|a tide pool is an ocean from a sea-anemone view|
as a child, i loved going to the tide pools. my favorite part was finding a sea anemone. i marveled at its many arms, reaching out eagerly but leisurely in all directions. it seemed hungry to grasp at many somethings, but sought after things in a contemplative manner.
i could never keep myself from sticking my finger in the water, to join it in its slow motion dance. the sea anemone, however, was never keen to accept me as a dance partner however. when poked or prodded the sea anemone pulls all its arms into itself, closes itself off to the world.
perhaps this was for self-preservation.
turns out its many arms are both a means of reaching out for what it wants and defending itself against what it fears. the arms are armed with venom-filled cells capable of paralyzing prey and predator alike. (fortunately, humans are immune to most sea anemone venom.)
but, the sea anemone can’t stay closed forever. it slowly, almost with trepidation, risks to open up again. it reaches out an arm or two to test the waters before blossoming in full. and i gleefully waited to watch it re-bloom time and time again.
i didn’t think much then about how taxing all this must be for the sea anemone. i didn’t ponder at what stamina is required to reach out with hope and then close up in protection and then to risk to open again to reach out anew.
i wonder about this now because i’ve lately thought about how taxing it can be to open and close oneself up. we each are eagerly, even hungrily, reaching out for nourishment in this world. we find nourishment in life dreams, creative passions, and most of all in people we love. this is our marvelous, eager dance – the reaching out in many such directions, much like the sea anemone.
but all the reaching comes with risk. the risk is this: to reach for is to find. you find goals, passions, and people you love. that love turns those things into a need for sustenance. however, sometimes, if not most times, those things can’t all be grasped at once.
the reality of this comes like my finger reaching into the water: a foreign, hazily defined force touching into our life. we’re not so sure whether it is something to open up toward or something to close down against. untrusting, and anticipating pain, we close in ourselves. we pull in all our arms. it is not a choice, really, it is instinctual.

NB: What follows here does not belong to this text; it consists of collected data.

//! REST adapter against a mock PostgREST/storage server.

use chrono::NaiveDate;
use holdfast_core::remote::{BlobStore, HabitStore, ImageTransform, RemoteConfig, RestClient};
use holdfast_core::{RemoteError, TaskId};
use mockito::Matcher;
use serde_json::json;

fn today() -> NaiveDate {
    NaiveDate::from_ymd_opt(2026, 10, 14).unwrap()
}

fn client(base_url: &str) -> RestClient {
    let cfg = RemoteConfig {
        base_url: base_url.into(),
        api_key: "anon-key".into(),
        transform_function: Some("punish".into()),
        ..RemoteConfig::default()
    };
    RestClient::new(&cfg).unwrap().with_today(today)
}

#[tokio::test]
async fn fetch_derives_completed_today() {
    let mut server = mockito::Server::new_async().await;
    let mock = server
        .mock("GET", "/rest/v1/habits")
        .match_query(Matcher::AllOf(vec![
            Matcher::UrlEncoded("completions.completed_on".into(), "eq.2026-10-14".into()),
            Matcher::UrlEncoded("order".into(), "created_at.asc".into()),
        ]))
        .match_header("apikey", "anon-key")
        .match_header("authorization", "Bearer anon-key")
        .with_status(200)
        .with_header("content-type", "application/json")
        .with_body(
            json!([
                {"id": "t1", "title": "Drink water", "streak": 3,
                 "completions": [{"completed_on": "2026-10-14"}]},
                {"id": "t2", "title": "Read", "completions": []}
            ])
            .to_string(),
        )
        .create_async()
        .await;

    let tasks = client(&server.url()).fetch_tasks().await.unwrap();
    mock.assert_async().await;

    assert_eq!(tasks.len(), 2);
    assert_eq!(tasks[0].id.as_str(), "t1");
    assert!(tasks[0].completed_today);
    assert_eq!(tasks[0].streak, 3);
    assert!(!tasks[1].completed_today);
}

#[tokio::test]
async fn insert_posts_todays_completion() {
    let mut server = mockito::Server::new_async().await;
    let mock = server
        .mock("POST", "/rest/v1/completions")
        .match_header("prefer", "return=representation")
        .match_body(Matcher::Json(json!([
            {"task_id": "t1", "completed_on": "2026-10-14"}
        ])))
        .with_status(201)
        .with_header("content-type", "application/json")
        .with_body(json!([{"id": 42, "task_id": "t1", "completed_on": "2026-10-14"}]).to_string())
        .create_async()
        .await;

    let record = client(&server.url())
        .insert_completion(&TaskId::from("t1"))
        .await
        .unwrap();
    mock.assert_async().await;
    assert_eq!(record.id, "42");
    assert_eq!(record.completed_on, today());
}

#[tokio::test]
async fn delete_counts_removed_rows() {
    let mut server = mockito::Server::new_async().await;
    let mock = server
        .mock("DELETE", "/rest/v1/completions")
        .match_query(Matcher::AllOf(vec![
            Matcher::UrlEncoded("task_id".into(), "eq.t1".into()),
            Matcher::UrlEncoded("completed_on".into(), "eq.2026-10-14".into()),
        ]))
        .with_status(200)
        .with_header("content-type", "application/json")
        .with_body(json!([{"id": 1}, {"id": 2}]).to_string())
        .create_async()
        .await;

    let removed = client(&server.url())
        .delete_today(&TaskId::from("t1"))
        .await
        .unwrap();
    mock.assert_async().await;
    assert_eq!(removed, 2);
}

#[tokio::test]
async fn non_success_status_is_reported() {
    let mut server = mockito::Server::new_async().await;
    server
        .mock("POST", "/rest/v1/completions")
        .with_status(409)
        .with_body("duplicate key")
        .create_async()
        .await;

    let err = client(&server.url())
        .insert_completion(&TaskId::from("t1"))
        .await
        .unwrap_err();
    assert_eq!(
        err,
        RemoteError::Status {
            status: 409,
            body: "duplicate key".into()
        }
    );
}

#[tokio::test]
async fn store_uploads_jpeg_and_returns_public_url() {
    let mut server = mockito::Server::new_async().await;
    let mock = server
        .mock(
            "POST",
            Matcher::Regex(r"^/storage/v1/object/panic_images/panic_[0-9a-f-]+\.jpg$".into()),
        )
        .match_header("content-type", "image/jpeg")
        .with_status(200)
        .with_body(r#"{"Key":"panic_images/x.jpg"}"#)
        .create_async()
        .await;

    let receipt = client(&server.url())
        .store(&[0xFF, 0xD8, 0xFF], "panic_images")
        .await
        .unwrap();
    mock.assert_async().await;
    assert!(receipt.success);
    let url = receipt.url.unwrap();
    assert!(url.starts_with(&format!("{}/storage/v1/object/public/panic_images/panic_", server.url())));
}

#[tokio::test]
async fn transform_returns_generated_url() {
    let mut server = mockito::Server::new_async().await;
    let mock = server
        .mock("POST", "/functions/v1/punish")
        .match_body(Matcher::Json(json!({
            "image_url": "https://cdn/p.jpg",
            "context": "Read"
        })))
        .with_status(200)
        .with_header("content-type", "application/json")
        .with_body(json!({"url": "https://ai/out.jpg"}).to_string())
        .create_async()
        .await;

    let url = client(&server.url())
        .transform("https://cdn/p.jpg", "Read")
        .await
        .unwrap();
    mock.assert_async().await;
    assert_eq!(url, "https://ai/out.jpg");
}

#[tokio::test]
async fn malformed_body_is_a_decode_error() {
    let mut server = mockito::Server::new_async().await;
    server
        .mock("GET", "/rest/v1/habits")
        .match_query(Matcher::Any)
        .with_status(200)
        .with_header("content-type", "application/json")
        .with_body(r#"{"not": "a list"}"#)
        .create_async()
        .await;

    let err = client(&server.url()).fetch_tasks().await.unwrap_err();
    assert!(matches!(err, RemoteError::Decode(_)));
}

#[tokio::test]
async fn unreachable_server_is_a_transport_error() {
    let err = client("http://127.0.0.1:1").fetch_tasks().await.unwrap_err();
    assert!(matches!(err, RemoteError::Transport(_)));
}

perhaps this is for self-preservation.
this is a necessary and heavy part of existence. we sometimes must pull inwards and away from the nourishment that we long for. maybe it is because we have to reach back towards ourselves. maybe it is to prepare for the reaching out in next, uncertain, but unstoppable tide. maybe we just have to rest awhile, get used to being a bit nutrient deficient, so that we can better treasure the things that nourish us. maybe we just need a bit of time in the dark to see all things around us in a new and dazzling light when we bloom again.
honestly – i am jealous of the sea anemone. because he has many arms to reach out into many directions at once and i only have two. i have so many places i want to keep an arm reaching out towards, so may people there i want to hold on to. and sometimes the reality of not being able to have my arms in two vastly different seas at once is so disheartening, that exhaustion sets in, and i have to collapse the arms inward like the sea anemone.
according to the oxford english dictionary, anemone means “daughter of the wind.” what a lovely and tragic image. the wind often flows in predictable patterns, returning regularly to favorite haunts, sauntering through and lingering there. revisiting the same tree canopies, same grasslands, same mountain passes. but the wind is, usually, in constant movement. it never lingers quite long enough to call one place home. instead, it gets to live a bit of life in many places, and stays connected to the nooks it loves most - even if those favorite nooks are distant from each other, and even if the wind can only be a visitor to any of them.
in any case, the gumption of the sea anemone is worthy of admiration. it acknowledges its need to close down out of a need for occassional conservation, but it never fails to bloom anew, arms eager to embrace what the tide brings.